How VBS monsters ate the poor - the boys’ club, ‘Christmas money' and anguish of victims
Julius Malema (leader of the EFF). (Photo: Gallo Images / Beeld / Deaan Vivier)
If true, a detailed affidavit by the former chairperson of VBS Mutual Bank tells a tale of astonishingly brazen theft, fraud and bribery.

A money trail that leads to senior bank management, high-ranking politicians in three different political parties, municipal officials and auditors was laid bare in the shocking affidavit made by former VBS Mutual Bank chairperson Tshifhiwa Matodzi.

Matodzi’s affidavit made headlines on Thursday, 11 July – a day after he started serving his prison sentence, having pleaded guilty to 33 counts of fraud, theft, money laundering and racketeering.

He was sentenced to 15 years on each count, or a total of 495 years. But the sentences will be served concurrently and he will serve only 15 years – and he may well be released early on parole like his co-conspirator, Philip Truter, who got a seven-year sentence and was released in April after serving just three and a half years.

The affidavit has caused a stir because of its detailed description of how Matodzi and other senior management looted VBS Mutual Bank. It also includes details incriminating municipal officials and high-ranking politicians.

Read more: Corruption Central – VBS chairperson Tshifhiwa Matodzi’s canary song, Part One

Matodzi makes no bones about his guilt or that of his co-conspirators. “We engaged in a web of corrupt activities,” he writes right at the beginning. Later, he says the creation of rogue deposit suspense accounts was the main cause of VBS’s collapse.

The deposit suspense account scheme involved the creation of fictitious deposits into suspense accounts, after which money was credited to companies owned by Matodzi, his associates, his family members and certain bank officials.

The “deposits” were then immediately available for use or withdrawal, even though no real cash had been deposited. “Myself and my accomplices utilised the money from the suspense account to acquire big companies. It also enabled us to finance our expensive personal lifestyles at the expense of the real depositors,” he writes.
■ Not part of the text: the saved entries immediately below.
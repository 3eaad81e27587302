//! Response serialization.

use std::io::Write;

pub const CONTENT_TYPE_JSON: &str = "application/json";
pub const CONTENT_TYPE_METRICS: &str = "text/plain; version=0.0.4; charset=utf-8";

/// Status codes the server emits.
#[derive(Debug, Clone, Copy, PartialEq, Eq)]
pub enum StatusCode {
    Ok,
    BadRequest,
    NotFound,
    MethodNotAllowed,
    InternalServerError,
    ServiceUnavailable,
}

impl StatusCode {
    pub fn as_u16(self) -> u16 {
        match self {
            StatusCode::Ok => 200,
            StatusCode::BadRequest => 400,
            StatusCode::NotFound => 404,
            StatusCode::MethodNotAllowed => 405,
            StatusCode::InternalServerError => 500,
            StatusCode::ServiceUnavailable => 503,
        }
    }

    pub fn reason_phrase(self) -> &'static str {
        match self {
            StatusCode::Ok => "OK",
            StatusCode::BadRequest => "Bad Request",
            StatusCode::NotFound => "Not Found",
            StatusCode::MethodNotAllowed => "Method Not Allowed",
            StatusCode::InternalServerError => "Internal Server Error",
            StatusCode::ServiceUnavailable => "Service Unavailable",
        }
    }

    pub fn is_success(self) -> bool {
        self.as_u16() < 400
    }
}

/// A response ready to be encoded onto the wire.
#[derive(Debug, Clone, PartialEq, Eq)]
pub struct Response {
    pub status: StatusCode,
    pub content_type: &'static str,
    pub body: Vec<u8>,
    /// Advertise `Connection: close` and expect the server to hang up.
    pub close: bool,
}

impl Response {
    pub fn json(status: StatusCode, body: impl Into<Vec<u8>>) -> Self {
        Self {
            status,
            content_type: CONTENT_TYPE_JSON,
            body: body.into(),
            close: false,
        }
    }

    /// Structured error body: `{"error": ..., "success": false}`.
    pub fn error(status: StatusCode, message: &str) -> Self {
        let body = serde_json::json!({ "error": message, "success": false });
        Self::json(status, body.to_string())
    }

    pub fn text(content_type: &'static str, body: impl Into<Vec<u8>>) -> Self {
        Self {
            status: StatusCode::Ok,
            content_type,
            body: body.into(),
            close: false,
        }
    }

    pub fn with_close(mut self, close: bool) -> Self {
        self.close = close;
        self
    }

    /// Serialize status line, headers and body.
    pub fn encode(&self) -> Vec<u8> {
        let mut out = Vec::with_capacity(256 + self.body.len());
        // Writing into a Vec cannot fail.
        let _ = write!(
            out,
            "HTTP/1.1 {} {}\r\n\
             Content-Type: {}\r\n\
             Content-Length: {}\r\n\
             Connection: {}\r\n\
             Access-Control-Allow-Origin: *\r\n\
             Access-Control-Allow-Methods: GET, POST, OPTIONS\r\n\
             Access-Control-Allow-Headers: Content-Type\r\n\
             \r\n",
            self.status.as_u16(),
            self.status.reason_phrase(),
            self.content_type,
            self.body.len(),
            if self.close { "close" } else { "keep-alive" },
        );
        out.extend_from_slice(&self.body);
        out
    }
}
//! Shutdown coordination.
//!
//! The server facade owns a [`ShutdownToken`] and hands clones to the
//! reactor and the signal watcher. Signal handling only flips the token; the
//! reactor observes it at the top of every loop iteration and is woken
//! immediately when a waker is attached.

use mio::Waker;
use std::sync::atomic::{AtomicBool, Ordering};
use std::sync::{Arc, Mutex, PoisonError};
use tracing::{debug, info};

struct ShutdownState {
    triggered: AtomicBool,
    waker: Mutex<Option<Arc<Waker>>>,
}

/// Cloneable shutdown flag.
#[derive(Clone)]
pub struct ShutdownToken {
    state: Arc<ShutdownState>,
}

impl Default for ShutdownToken {
    fn default() -> Self {
        Self::new()
    }
}

impl ShutdownToken {
    pub fn new() -> Self {
        Self {
            state: Arc::new(ShutdownState {
                triggered: AtomicBool::new(false),
                waker: Mutex::new(None),
            }),
        }
    }

    /// Request shutdown. Idempotent.
    pub fn trigger(&self) {
        if self.state.triggered.swap(true, Ordering::SeqCst) {
            return;
        }
        info!("Shutdown requested");
        self.wake();
    }

    pub fn is_triggered(&self) -> bool {
        self.state.triggered.load(Ordering::SeqCst)
    }

    /// Attach the reactor's waker so `trigger` interrupts a pending poll.
    pub fn attach_waker(&self, waker: Arc<Waker>) {
        *self.state.waker.lock().unwrap_or_else(PoisonError::into_inner) = Some(waker);
        // Covers a trigger that raced with attaching.
        if self.is_triggered() {
            self.wake();
        }
    }

    fn wake(&self) {
        let waker = self.state.waker.lock().unwrap_or_else(PoisonError::into_inner);
        if let Some(waker) = waker.as_ref() {
            if let Err(e) = waker.wake() {
                debug!(error = %e, "Failed to wake reactor");
            }
        }
    }
}

/// Block until SIGINT or SIGTERM arrives, then trigger `token`.
///
/// Runs a current-thread tokio runtime on the calling thread; intended to
/// be spawned on its own thread by `main`.
pub fn watch_signals(token: ShutdownToken) -> std::io::Result<()> {
    let runtime = tokio::runtime::Builder::new_current_thread()
        .enable_io()
        .build()?;

    runtime.block_on(async {
        #[cfg(unix)]
        {
            use tokio::signal::unix::{signal, SignalKind};
            let mut terminate = signal(SignalKind::terminate())?;
            tokio::select! {
                res = tokio::signal::ctrl_c() => res?,
                _ = terminate.recv() => {}
            }
        }
        #[cfg(not(unix))]
        tokio::signal::ctrl_c().await?;

        info!("Shutdown signal received");
        token.trigger();
        Ok::<(), std::io::Error>(())
    })
}

#[cfg(test)]
mod tests {
    use super::*;
    use mio::{Events, Poll, Token};
    use std::time::Duration;

    #[test]
    fn test_trigger_is_shared() {
        let token = ShutdownToken::new();
        let clone = token.clone();
        assert!(!clone.is_triggered());

        token.trigger();
        token.trigger();
        assert!(clone.is_triggered());
    }

    #[test]
    fn test_trigger_wakes_poll() {
        let mut poll = Poll::new().unwrap();
        let waker = Arc::new(Waker::new(poll.registry(), Token(7)).unwrap());
        let token = ShutdownToken::new();
        token.attach_waker(waker);

        token.trigger();

        let mut events = Events::with_capacity(4);
        poll.poll(&mut events, Some(Duration::from_secs(5))).unwrap();
        assert!(events.iter().any(|e| e.token() == Token(7)));
    }
}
Former VBS Mutual Bank chairperson Tshifhiwa Matodzi. (Photo: Gallo Images)


Victims just want their money back


Those real depositors are now despondent and point out that jail time for Matodzi won’t get their money back.

A widowed mother of five, Elisa Mudau (65), invested her late husband’s entire estate, including his pension, in VBS. Her story is just one reflecting the thousands of poor and vulnerable people who were diligently saving only to find out that nearly R3-billion was pilfered from VBS’s coffers.

Daily Maverick visited her at Tshilidzini Hospital in Thohoyandou, Limpopo, where she is a patient. Mudau wants to know whether she will ever see the R400,000 she invested in VBS.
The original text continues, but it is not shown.